Regain de tension à Bangui. Des musulmans du Km 5, dans le 3ème arrondissement, ont ouvert le feu mercredi tout le long de l’avenue Barthélémy Boganda, dans le 3ème, pour venger la mort d’un présumé ex-Séléka tué la veille. Bilan : au moins sept morts, selon des sources associatives locales.
La victime ex-Séléka avait été lynchée à mort mardi soir par une foule au milieu de laquelle elle venait de jeter une grenade, à la sortie nord de Bangui, selon des témoins. Le corps a été brûlé et abandonné sur la route.
« Les choses se sont passées au niveau du Bar Pk 9 aux environs de 18 heures. Un homme a dégainé une grenade et tout le monde a commencé à crier », a relaté un habitant, soulignant que l’explosion a fait plusieurs blessés. « Ce que nous savons, c’est que l’acte a été posé par un ex-Séléka que nous avons tué et brûlé », a ajouté le témoin.
Pour venger cet ex-Séléka, des musulmans ont pris des armes mercredi, détruisant des maisons et s’attaquant aux habitants le long de l’avenue Boganda.
« Ce mercredi autour de 9 heures, nous avons entendu des coups de feu au KM 5. Il nous a été rapporté qu’hier soir, un homme a été tué au niveau de Gobongo. Par après, c’est une foule de musulmans qui a pris la direction du siège de la Minusca. Les tirs ont encore retenti. Du coup, les manifestants ont saccagé et brûlé tout aux abords de l’avenue Boganda sans être inquiétés », a raconté mercredi un témoin selon lequel plusieurs personnes ont été tuées et des maisons brûlées.
Selon un bilan provisoire publié jeudi par la Croix Rouge Centrafricaine (CRCA), une organisation de la place, au moins sept personnes ont été tuées et 25 autres blessées.
L’ « ambassadeur de la paix » du Km 5, Ahamat Ali, a appelé ses coreligionnaires à la raison. « Nous avons réceptionné un corps brûlé et mutilé ce matin au KM 5. Les jeunes en colère ont pris les armes pour tirer des coups en l’air. Certains en ont profité pour se lancer dans des actes de vol. J’appelle les musulmans à cultiver l’esprit de tolérance et à garder le calme », a-t-il demandé.
Abondant dans le même sens, la Coordination des organisations musulmanes de Centrafrique (COMUC) a condamné ces actes orchestrés, selon elle, par un groupuscule en dérapage. « Ce n’est pas du tout normal de répondre à la violence par la violence. Ce que nous avons, en tant que société civile musulmane, déploré depuis longtemps. Nous condamnons fermement ces actes », a déclaré le chargé d’administration au sein de la COMUC, Abdoulaye Ninguia, joint mercredi au téléphone par RNL.

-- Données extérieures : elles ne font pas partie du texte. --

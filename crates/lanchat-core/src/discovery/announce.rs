//! Discovery datagram codec
//!
//! An announcement is the ASCII payload `"<identity>:<port>"`. Nothing else
//! is carried: no version, no checksum.

use std::fmt;

use crate::identity::Identity;

/// Decoded discovery announcement
#[derive(Debug, Clone, PartialEq, Eq)]
pub struct Announcement {
    /// Identity of the announcing node
    pub identity: Identity,
    /// Port of its sync endpoint
    pub port: u16,
}

impl Announcement {
    /// Create an announcement
    pub fn new(identity: Identity, port: u16) -> Self {
        Self { identity, port }
    }

    /// Encode as datagram bytes
    pub fn encode(&self) -> Vec<u8> {
        self.to_string().into_bytes()
    }

    /// Decode a datagram payload.
    ///
    /// Returns `None` for anything that is not UTF-8 with exactly two
    /// `:`-separated fields, a valid identity, and a non-zero `u16` port.
    /// The port accepts a leading `+`, as other implementations of this
    /// datagram do.
    pub fn decode(payload: &[u8]) -> Option<Self> {
        let text = std::str::from_utf8(payload).ok()?;
        let mut parts = text.split(':');
        let (id, port) = match (parts.next(), parts.next(), parts.next()) {
            (Some(id), Some(port), None) => (id, port),
            _ => return None,
        };

        let port: u16 = port.parse().ok()?;
        if port == 0 {
            return None;
        }
        let identity = Identity::new(id).ok()?;
        Some(Self { identity, port })
    }
}

impl fmt::Display for Announcement {
    fn fmt(&self, f: &mut fmt::Formatter<'_>) -> fmt::Result {
        write!(f, "{}:{}", self.identity, self.port)
    }
}
//! Node events for the presentation layer
//!
//! ```text
//! ┌─────────────────────────────────────────────────────────────────┐
//! │  NodeEvent                                                      │
//! │  ├── PeerDiscovered: listener saw a new identity                │
//! │  ├── PeerSynced: dispatcher pulled and merged a peer's dump     │
//! │  ├── SyncFailed: dispatcher gave up on a peer (no retry)        │
//! │  └── LocalMessage: the user submitted a message                 │
//! └─────────────────────────────────────────────────────────────────┘
//! ```

use std::fmt;

use crate::chat::{MergeStats, Message};
use crate::identity::Identity;
use crate::peers::PeerRecord;

/// Result of one dispatcher task
#[derive(Debug, Clone, PartialEq, Eq)]
pub enum SyncOutcome {
    /// The peer's dump was received and merged
    Synced {
        /// Peer that was pulled
        identity: Identity,
        /// Merge counts
        stats: MergeStats,
    },
    /// Connect, read, or decode failed; this peer will not be retried
    Failed {
        /// Peer that was pulled
        identity: Identity,
        /// Error description
        error: String,
    },
}

impl SyncOutcome {
    /// Peer this outcome is about
    pub fn identity(&self) -> &Identity {
        match self {
            SyncOutcome::Synced { identity, .. } => identity,
            SyncOutcome::Failed { identity, .. } => identity,
        }
    }

    /// Whether the sync succeeded
    pub fn is_synced(&self) -> bool {
        matches!(self, SyncOutcome::Synced { .. })
    }
}

/// Events emitted by a running node
#[derive(Debug, Clone)]
pub enum NodeEvent {
    /// A new peer was added to the peer table
    PeerDiscovered(PeerRecord),
    /// A peer's messages were merged
    PeerSynced {
        /// The peer
        identity: Identity,
        /// Messages in the dump
        received: usize,
        /// Messages that were new to us
        inserted: usize,
    },
    /// Pulling from a peer failed
    SyncFailed {
        /// The peer
        identity: Identity,
        /// Error message
        error: String,
    },
    /// A message was authored locally
    LocalMessage(Message),
}

impl NodeEvent {
    /// Peer identity associated with this event, if any
    pub fn peer(&self) -> Option<&Identity> {
        match self {
            NodeEvent::PeerDiscovered(record) => Some(&record.identity),
            NodeEvent::PeerSynced { identity, .. } => Some(identity),
            NodeEvent::SyncFailed { identity, .. } => Some(identity),
            NodeEvent::LocalMessage(_) => None,
        }
    }

    /// Whether this event changes what a message view shows
    pub fn changes_messages(&self) -> bool {
        match self {
            NodeEvent::PeerSynced { inserted, .. } => *inserted > 0,
            NodeEvent::LocalMessage(_) => true,
            _ => false,
        }
    }
}

impl From<&SyncOutcome> for NodeEvent {
    fn from(outcome: &SyncOutcome) -> Self {
        match outcome {
            SyncOutcome::Synced { identity, stats } => NodeEvent::PeerSynced {
                identity: identity.clone(),
                received: stats.received,
                inserted: stats.inserted,
            },
            SyncOutcome::Failed { identity, error } => NodeEvent::SyncFailed {
                identity: identity.clone(),
                error: error.clone(),
            },
        }
    }
}

impl fmt::Display for NodeEvent {
    fn fmt(&self, f: &mut fmt::Formatter<'_>) -> fmt::Result {
        match self {
            NodeEvent::PeerDiscovered(record) => {
                write!(f, "Discovered {} at {}", record.identity, record.address)
            }
            NodeEvent::PeerSynced {
                identity,
                received,
                inserted,
            } => write!(
                f,
                "Synced {} ({} received, {} new)",
                identity, received, inserted
            ),
            NodeEvent::SyncFailed { identity, error } => {
                write!(f, "Sync with {} failed: {}", identity, error)
            }
            NodeEvent::LocalMessage(message) => write!(f, "Sent {}", message.id),
        }
    }
}

#[cfg(test)]
mod tests {
    use super::*;

    fn id(s: &str) -> Identity {
        Identity::new(s).unwrap()
    }

    #[test]
    fn test_outcome_to_event() {
        let outcome = SyncOutcome::Synced {
            identity: id("X"),
            stats: MergeStats {
                received: 3,
                inserted: 2,
            },
        };
        assert!(outcome.is_synced());

        let event = NodeEvent::from(&outcome);
        assert_eq!(event.peer(), Some(&id("X")));
        assert!(event.changes_messages());
        assert_eq!(event.to_string(), "Synced X (3 received, 2 new)");
    }

    #[test]
    fn test_failed_outcome_to_event() {
        let outcome = SyncOutcome::Failed {
            identity: id("X"),
            error: "refused".to_string(),
        };
        assert!(!outcome.is_synced());
        let event = NodeEvent::from(&outcome);
        assert!(!event.changes_messages());
        assert_eq!(event.to_string(), "Sync with X failed: refused");
    }

    #[test]
    fn test_sync_without_new_messages_does_not_change_view() {
        let event = NodeEvent::PeerSynced {
            identity: id("X"),
            received: 4,
            inserted: 0,
        };
        assert!(!event.changes_messages());
    }

    #[test]
    fn test_local_message_has_no_peer() {
        let event = NodeEvent::LocalMessage(Message::new(&id("me"), 1, "x"));
        assert_eq!(event.peer(), None);
        assert!(event.changes_messages());
    }
}
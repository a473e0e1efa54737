//! Pull-based message synchronization
//!
//! ## Overview
//!
//! Every node runs a [`SyncServer`] on its announced port. When discovery
//! reports a new peer, the [`SyncDispatcher`] connects to that peer's server
//! once, reads its locally authored messages, and merges them into the
//! [`MessageStore`](crate::chat::MessageStore).
//!
//! ```text
//! ┌─────────────────────────────────────────────────────────────────┐
//! │  Listener --new PeerRecord--> SyncDispatcher                    │
//! │                                 └── pull ws://peer/ws           │
//! │                                       └── MessageStore::merge   │
//! │                                                                 │
//! │  SyncServer <--- peers pull ---                                 │
//! │    └── MessageStore::snapshot_for_peer (local messages only)   │
//! └─────────────────────────────────────────────────────────────────┘
//! ```
//!
//! Nodes only ever share what they authored, so a message reaches a node
//! only if that node discovers the author directly.

pub mod dispatcher;
pub mod events;
pub mod protocol;
pub mod server;

pub use dispatcher::{fetch_messages, SyncDispatcher};
pub use events::{NodeEvent, SyncOutcome};
pub use protocol::{WireMessage, PROTOCOL_VERSION, SYNC_PATH};
pub use server::SyncServer;
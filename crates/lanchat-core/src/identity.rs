//! Node identity and sync port selection
//!
//! A node is named by its first non-loopback IPv4 interface address.
//! The name only has to be stable for one run; nothing guarantees it is
//! unique across restarts or address reuse.

use std::fmt;
use std::net::{IpAddr, Ipv4Addr, SocketAddr, UdpSocket};
use std::ops::Range;

use rand::Rng;
use serde::{Deserialize, Serialize};
use tracing::debug;

use crate::error::{NodeError, NodeResult};

/// Connecting a UDP socket here selects the outbound interface without sending anything.
/// Only used to choose between several usable interfaces.
const ROUTE_PROBE_ADDR: &str = "10.254.254.254:1";

/// Stable name of a node for the lifetime of one process run
#[derive(Debug, Clone, PartialEq, Eq, Hash, PartialOrd, Ord, Serialize, Deserialize)]
pub struct Identity(String);

impl Identity {
    /// Create an identity from an explicit string.
    ///
    /// Rejects empty strings and strings containing `:`, which is the only
    /// separator in a discovery datagram.
    pub fn new(value: impl Into<String>) -> NodeResult<Self> {
        let value = value.into();
        if value.trim().is_empty() || value.contains(':') {
            return Err(NodeError::InvalidIdentity(value));
        }
        Ok(Self(value))
    }

    /// Identity derived from the local IPv4 address
    pub fn resolve() -> NodeResult<Self> {
        let ip = resolve_local_ipv4()?;
        debug!(%ip, "Resolved local identity");
        Ok(Self(ip.to_string()))
    }

    /// Borrow the identity as a string slice
    pub fn as_str(&self) -> &str {
        &self.0
    }
}

impl fmt::Display for Identity {
    fn fmt(&self, f: &mut fmt::Formatter<'_>) -> fmt::Result {
        f.write_str(&self.0)
    }
}

impl AsRef<str> for Identity {
    fn as_ref(&self) -> &str {
        &self.0
    }
}

/// Find the first usable (non-loopback, non-unspecified) local IPv4 address.
///
/// Interfaces are listed in the order the OS reports them. When several are
/// usable, the one the OS routes outbound traffic from is preferred; without
/// a route the first usable interface wins. Returns
/// [`NodeError::NoLocalAddress`] when only loopback is up.
pub fn resolve_local_ipv4() -> NodeResult<Ipv4Addr> {
    let interfaces = if_addrs::get_if_addrs()?;
    let candidates = interfaces.iter().filter_map(|iface| match iface.ip() {
        IpAddr::V4(ip) => Some(ip),
        IpAddr::V6(_) => None,
    });
    select_ipv4(candidates, outbound_ipv4()).ok_or(NodeError::NoLocalAddress)
}

/// Address of the outbound interface, if the host has a route off-link.
fn outbound_ipv4() -> Option<Ipv4Addr> {
    let socket = UdpSocket::bind((Ipv4Addr::UNSPECIFIED, 0)).ok()?;
    socket.connect(ROUTE_PROBE_ADDR).ok()?;
    match socket.local_addr().ok()? {
        SocketAddr::V4(addr) => Some(*addr.ip()),
        SocketAddr::V6(_) => None,
    }
}

/// Pick the identity address from interface addresses.
///
/// `preferred` only breaks ties; it is ignored unless it is one of the usable candidates.
pub(crate) fn select_ipv4<I>(candidates: I, preferred: Option<Ipv4Addr>) -> Option<Ipv4Addr>
where
    I: IntoIterator<Item = Ipv4Addr>,
{
    let usable: Vec<Ipv4Addr> = candidates.into_iter().filter(|ip| is_usable(*ip)).collect();
    match preferred {
        Some(ip) if usable.contains(&ip) => Some(ip),
        _ => usable.first().copied(),
    }
}

fn is_usable(ip: Ipv4Addr) -> bool {
    !ip.is_loopback() && !ip.is_unspecified()
}

/// Pick a pseudo-random sync port in `range`. No collision detection.
pub fn choose_port(range: Range<u16>) -> u16 {
    if range.is_empty() {
        return range.start;
    }
    rand::rng().random_range(range)
}
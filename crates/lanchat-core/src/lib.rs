//! LAN Chat Core Library
//!
//! Broadcast peer discovery and pull-based message sync for a LAN chat node.
//!
//! ## Overview
//!
//! Every node announces `"<identity>:<port>"` over UDP broadcast and listens
//! for other nodes doing the same. The first time a node hears a new
//! identity it connects to that peer's sync endpoint, pulls the messages the
//! peer authored, and merges them by id into its own store.
//!
//! ## Core Principles
//!
//! - **Local-first**: each node only serves what it authored itself
//! - **At most once**: a peer is pulled once per run; no retry, no eviction
//! - **In memory**: nothing is persisted across restarts
//!
//! ## Quick Start
//!
//! ```ignore
//! use lanchat_core::{ChatEngine, NodeConfig};
//!
//! #[tokio::main]
//! async fn main() -> Result<(), Box<dyn std::error::Error>> {
//!     let engine = ChatEngine::start(NodeConfig::default()).await?;
//!     engine.submit("hello from the third floor");
//!
//!     for peer in engine.peers() {
//!         println!("{} at {}", peer.identity, peer.address);
//!     }
//!     Ok(())
//! }
//! ```

pub mod chat;
pub mod config;
pub mod discovery;
pub mod engine;
pub mod error;
pub mod identity;
pub mod peers;
pub mod sync;

// Re-exports
pub use chat::{MergeStats, Message, MessageStore};
pub use config::NodeConfig;
pub use engine::{resolve_identity, run_discovery_only, ChatEngine};
pub use error::{NodeError, NodeResult};
pub use identity::{choose_port, resolve_local_ipv4, Identity};
pub use peers::{PeerRecord, PeerTable};
pub use sync::{NodeEvent, SyncDispatcher, SyncOutcome, SyncServer, WireMessage};
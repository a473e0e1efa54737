//! Discovery listener
//!
//! Receives announcements on the shared discovery port and turns the first
//! sighting of each remote identity into a [`PeerRecord`]. The discovery
//! port is shared noise: our own announcements, duplicates, and garbage all
//! arrive here and are dropped without complaint.

use std::net::SocketAddr;

use socket2::{Domain, Protocol, Socket, Type};
use tokio::net::UdpSocket;
use tokio::sync::mpsc;
use tracing::{debug, info, trace, warn};

use super::announce::Announcement;
use crate::error::{NodeError, NodeResult};
use crate::identity::Identity;
use crate::peers::{PeerRecord, PeerTable};

/// Receive buffer size; announcements are far shorter.
const RECV_BUFFER_SIZE: usize = 1024;

/// What happened to one received datagram
#[derive(Debug, Clone, PartialEq, Eq)]
pub enum DatagramOutcome {
    /// Not a valid announcement
    Malformed,
    /// Our own announcement looped back
    OwnAnnouncement,
    /// Identity already in the peer table
    KnownPeer,
    /// First sighting; the record was inserted and queued for sync
    NewPeer(PeerRecord),
}

/// Applies announcements to the peer table.
///
/// Kept separate from the socket so it can be driven directly.
#[derive(Debug, Clone)]
pub struct AnnouncementHandler {
    local: Identity,
    peers: PeerTable,
    new_peers: mpsc::UnboundedSender<PeerRecord>,
}

impl AnnouncementHandler {
    /// Create a handler that forwards new peers on `new_peers`
    pub fn new(
        local: Identity,
        peers: PeerTable,
        new_peers: mpsc::UnboundedSender<PeerRecord>,
    ) -> Self {
        Self {
            local,
            peers,
            new_peers,
        }
    }

    /// Process one datagram received from `from`.
    pub fn handle_datagram(&self, payload: &[u8], from: SocketAddr) -> DatagramOutcome {
        let Some(announcement) = Announcement::decode(payload) else {
            trace!(%from, len = payload.len(), "Ignoring malformed datagram");
            return DatagramOutcome::Malformed;
        };

        if announcement.identity == self.local {
            return DatagramOutcome::OwnAnnouncement;
        }

        let address = SocketAddr::new(from.ip(), announcement.port);
        let record = PeerRecord::new(announcement.identity, address);
        if !self.peers.insert_if_new(record.clone()) {
            return DatagramOutcome::KnownPeer;
        }

        info!(identity = %record.identity, %address, "Discovered peer");
        if self.new_peers.send(record.clone()).is_err() {
            debug!(identity = %record.identity, "New-peer channel closed, not syncing");
        }
        DatagramOutcome::NewPeer(record)
    }
}

/// Bound discovery socket plus its handler
pub struct Listener {
    socket: UdpSocket,
    handler: AnnouncementHandler,
}

impl Listener {
    /// Bind the discovery port. Failure here is a startup error.
    ///
    /// The socket is opened with address (and on unix, port) reuse so that
    /// several nodes on one host can listen on the same discovery port.
    pub fn bind(addr: SocketAddr, handler: AnnouncementHandler) -> NodeResult<Self> {
        let socket = bind_shared_udp(addr).map_err(|source| NodeError::Bind {
            what: "discovery listener",
            addr,
            source,
        })?;
        Ok(Self { socket, handler })
    }

    /// Address the socket is bound to
    pub fn local_addr(&self) -> NodeResult<SocketAddr> {
        Ok(self.socket.local_addr()?)
    }

    /// Receive forever. Receive errors are logged and the loop continues.
    pub async fn run(self) {
        debug!(addr = ?self.socket.local_addr().ok(), "Discovery listener started");

        let mut buf = [0u8; RECV_BUFFER_SIZE];
        loop {
            match self.socket.recv_from(&mut buf).await {
                Ok((n, from)) => {
                    self.handler.handle_datagram(&buf[..n], from);
                }
                Err(e) => warn!(error = %e, "Discovery receive failed"),
            }
        }
    }
}

fn bind_shared_udp(addr: SocketAddr) -> std::io::Result<UdpSocket> {
    let socket = Socket::new(Domain::for_address(addr), Type::DGRAM, Some(Protocol::UDP))?;
    socket.set_reuse_address(true)?;
    #[cfg(unix)]
    socket.set_reuse_port(true)?;
    socket.set_broadcast(true)?;
    socket.set_nonblocking(true)?;
    socket.bind(&addr.into())?;
    UdpSocket::from_std(socket.into())
}

#[cfg(test)]
mod tests {
    use super::*;

    fn new_handler(local: &str) -> (AnnouncementHandler, PeerTable, mpsc::UnboundedReceiver<PeerRecord>) {
        let peers = PeerTable::new();
        let (tx, rx) = mpsc::unbounded_channel();
        let handler = AnnouncementHandler::new(Identity::new(local).unwrap(), peers.clone(), tx);
        (handler, peers, rx)
    }

    fn from(ip: &str) -> SocketAddr {
        format!("{}:9876", ip).parse().unwrap()
    }

    #[test]
    fn test_new_peer_is_recorded_and_queued_once() {
        let (handler, peers, mut rx) = new_handler("10.0.0.1");

        let outcome = handler.handle_datagram(b"10.0.0.2:15000", from("10.0.0.2"));
        let DatagramOutcome::NewPeer(record) = outcome else {
            panic!("expected NewPeer, got {:?}", outcome);
        };
        assert_eq!(record.address.to_string(), "10.0.0.2:15000");
        assert_eq!(peers.len(), 1);
        assert_eq!(rx.try_recv().unwrap().identity.as_str(), "10.0.0.2");

        for _ in 0..3 {
            assert_eq!(
                handler.handle_datagram(b"10.0.0.2:15000", from("10.0.0.2")),
                DatagramOutcome::KnownPeer
            );
        }
        assert!(rx.try_recv().is_err());
    }

    #[test]
    fn test_own_announcement_is_ignored() {
        let (handler, peers, mut rx) = new_handler("10.0.0.1");
        assert_eq!(
            handler.handle_datagram(b"10.0.0.1:15000", from("10.0.0.1")),
            DatagramOutcome::OwnAnnouncement
        );
        assert!(peers.is_empty());
        assert!(rx.try_recv().is_err());
    }

    #[test]
    fn test_malformed_payloads_leave_table_unchanged() {
        let (handler, peers, mut rx) = new_handler("10.0.0.1");
        for payload in [&b""[..], b"hello", b"a:b:c", b"10.0.0.2:port", b"10.0.0.2:99999"] {
            assert_eq!(
                handler.handle_datagram(payload, from("10.0.0.2")),
                DatagramOutcome::Malformed
            );
        }
        assert!(peers.is_empty());
        assert!(rx.try_recv().is_err());
    }

    #[test]
    fn test_address_uses_sender_ip_not_identity() {
        let (handler, _peers, _rx) = new_handler("local");
        let outcome = handler.handle_datagram(b"bob:12345", from("192.168.7.9"));
        match outcome {
            DatagramOutcome::NewPeer(record) => {
                assert_eq!(record.address.to_string(), "192.168.7.9:12345")
            }
            other => panic!("expected NewPeer, got {:?}", other),
        }
    }

    #[test]
    fn test_readdress_is_not_picked_up() {
        let (handler, peers, _rx) = new_handler("local");
        handler.handle_datagram(b"bob:12345", from("192.168.7.9"));
        handler.handle_datagram(b"bob:23456", from("192.168.7.10"));

        let bob = peers.get(&Identity::new("bob").unwrap()).unwrap();
        assert_eq!(bob.address.to_string(), "192.168.7.9:12345");
    }

    #[tokio::test]
    async fn test_listener_receives_over_udp() {
        let (handler, peers, mut rx) = new_handler("local");
        let listener = Listener::bind("127.0.0.1:0".parse().unwrap(), handler).unwrap();
        let addr = listener.local_addr().unwrap();
        let task = tokio::spawn(listener.run());

        let sender = UdpSocket::bind("127.0.0.1:0").await.unwrap();
        sender.send_to(b"garbage", addr).await.unwrap();
        sender.send_to(b"remote:14000", addr).await.unwrap();

        let record = tokio::time::timeout(std::time::Duration::from_secs(5), rx.recv())
            .await
            .unwrap()
            .unwrap();
        assert_eq!(record.identity.as_str(), "remote");
        assert_eq!(record.address.to_string(), "127.0.0.1:14000");
        assert_eq!(peers.len(), 1);

        task.abort();
    }
}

Pour sa part, la Ligue centrafricaine des droits de l’Homme (LCDH) juge le climat actuel très préoccupant. « La situation m’inquiète, ça préoccupe énormément la LCDH. Toute la nuit de mercredi, il y a eu des tirs jusqu’à ce matin, la circulation est bloquée et nous ne pouvons pas avoir à l’heure actuelle le bilan exact des dégâts et des meurtres qui ont été commis pendant cette période de 48 heures », a confié à RNL le président de la Ligue, Joseph Bindoumi.
Maître Bindoumi a par ailleurs dénoncé la passivité de la communauté internationale.
Même sentiment d’indignation de la part du pasteur Nicolas Guérékoyamé-Gbangou, président de l’Alliance des évangéliques en Centrafrique (AEC). Pour lui, ces actes sont le fait d’individus sans conscience et sans aucun sens de responsabilité.
« Je crois qu’il est de la responsabilité de la présidente de convoquer le plus rapidement possible une concertation de tous les acteurs sociopolitiques pour essayer d’inventer ensemble avec la communauté internationale une sortie de crise », a demandé le pasteur Guérékoyamé-Gbangou.
Contactée mercredi, la force ces Nations unies en Centrafrique (Minusca) s’était refusée à tout commentaire. Certaines sources à Bangui affirment que le contingent marocain de la Minusca et les soldats français de l’opération Sangaris ont laissé les hommes armés, en provenance du Km 5, ouvrir le feu et exposer le corps brûlé devant le portail de la représentation onusienne.